use crate::core::traits::ExactNum;
use std::{fmt, ops};

#[cfg(feature = "serde")]
use serde::{Deserialize, Serialize};

/// Exact 2D point (or direction vector) with integer coordinates.
#[cfg_attr(feature = "serde", derive(Serialize, Deserialize))]
#[derive(Debug, Clone, Default, PartialEq, Eq, Hash)]
pub struct Point<T = i64> {
    pub x: T,
    pub y: T,
}

impl<T> Point<T>
where
    T: ExactNum,
{
    /// Create a new point with x and y coordinates.
    #[inline]
    pub fn new(x: T, y: T) -> Self {
        Point { x, y }
    }

    /// Create the origin point (x = 0, y = 0).
    #[inline]
    pub fn zero() -> Self {
        Point::new(T::zero(), T::zero())
    }

    /// Returns true if both coordinates are zero.
    #[inline]
    pub fn is_zero(&self) -> bool {
        self.x.is_zero() && self.y.is_zero()
    }

    /// Uniformly scale the point by `scale_factor`.
    #[inline]
    pub fn scale(&self, scale_factor: T) -> Self {
        Point::new(
            scale_factor.clone() * self.x.clone(),
            scale_factor * self.y.clone(),
        )
    }

    /// Dot product.
    #[inline]
    pub fn dot(&self, other: &Self) -> T {
        self.x.clone() * other.x.clone() + self.y.clone() * other.y.clone()
    }

    /// Compute the perpendicular dot product (`self.x * other.y - self.y * other.x`).
    #[inline]
    pub fn perp_dot(&self, other: &Self) -> T {
        self.x.clone() * other.y.clone() - self.y.clone() * other.x.clone()
    }

    /// Squared length of the vector.
    #[inline]
    pub fn length_squared(&self) -> T {
        self.dot(self)
    }
}

impl<T> From<(T, T)> for Point<T>
where
    T: ExactNum,
{
    #[inline]
    fn from((x, y): (T, T)) -> Self {
        Point::new(x, y)
    }
}

impl<T> fmt::Display for Point<T>
where
    T: fmt::Display,
{
    fn fmt(&self, f: &mut fmt::Formatter<'_>) -> fmt::Result {
        write!(f, "Point({}, {})", self.x, self.y)
    }
}

/// Shorthand for [Point::new].
#[inline(always)]
pub fn point<T>(x: T, y: T) -> Point<T>
where
    T: ExactNum,
{
    Point::new(x, y)
}

macro_rules! ImplBinaryOp {
    ($op_trait:ident, $op_func:ident, $op:tt) => {
        impl<T: ExactNum> ops::$op_trait<Point<T>> for Point<T> {
            type Output = Point<T>;
            fn $op_func(self, rhs: Point<T>) -> Self::Output {
                Point::new(self.x $op rhs.x, self.y $op rhs.y)
            }
        }

        impl<T: ExactNum> ops::$op_trait<&Point<T>> for Point<T> {
            type Output = Point<T>;
            fn $op_func(self, rhs: &Point<T>) -> Self::Output {
                Point::new(self.x $op rhs.x.clone(), self.y $op rhs.y.clone())
            }
        }

        impl<'a, 'b, T: ExactNum> ops::$op_trait<&'b Point<T>> for &'a Point<T> {
            type Output = Point<T>;
            fn $op_func(self, rhs: &'b Point<T>) -> Self::Output {
                Point::new(self.x.clone() $op rhs.x.clone(), self.y.clone() $op rhs.y.clone())
            }
        }

        impl<T: ExactNum> ops::$op_trait<Point<T>> for &Point<T> {
            type Output = Point<T>;
            fn $op_func(self, rhs: Point<T>) -> Self::Output {
                Point::new(self.x.clone() $op rhs.x, self.y.clone() $op rhs.y)
            }
        }
    };
}

ImplBinaryOp!(Add, add, +);
ImplBinaryOp!(Sub, sub, -);

impl<T: ExactNum> ops::Neg for Point<T> {
    type Output = Point<T>;
    fn neg(self) -> Self::Output {
        Point::new(-self.x, -self.y)
    }
}

impl<T: ExactNum> ops::Neg for &Point<T> {
    type Output = Point<T>;
    fn neg(self) -> Self::Output {
        Point::new(-self.x.clone(), -self.y.clone())
    }
}

impl<T: ExactNum> ops::Mul<T> for Point<T> {
    type Output = Point<T>;
    fn mul(self, rhs: T) -> Self::Output {
        self.scale(rhs)
    }
}

impl<T: ExactNum> ops::Mul<T> for &Point<T> {
    type Output = Point<T>;
    fn mul(self, rhs: T) -> Self::Output {
        self.scale(rhs)
    }
}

Task details:
Read the listing. Report every line that includes the word "Deserialize".

Your response:
use serde::{Deserialize, Serialize};
#[cfg_attr(feature = "serde", derive(Serialize, Deserialize))]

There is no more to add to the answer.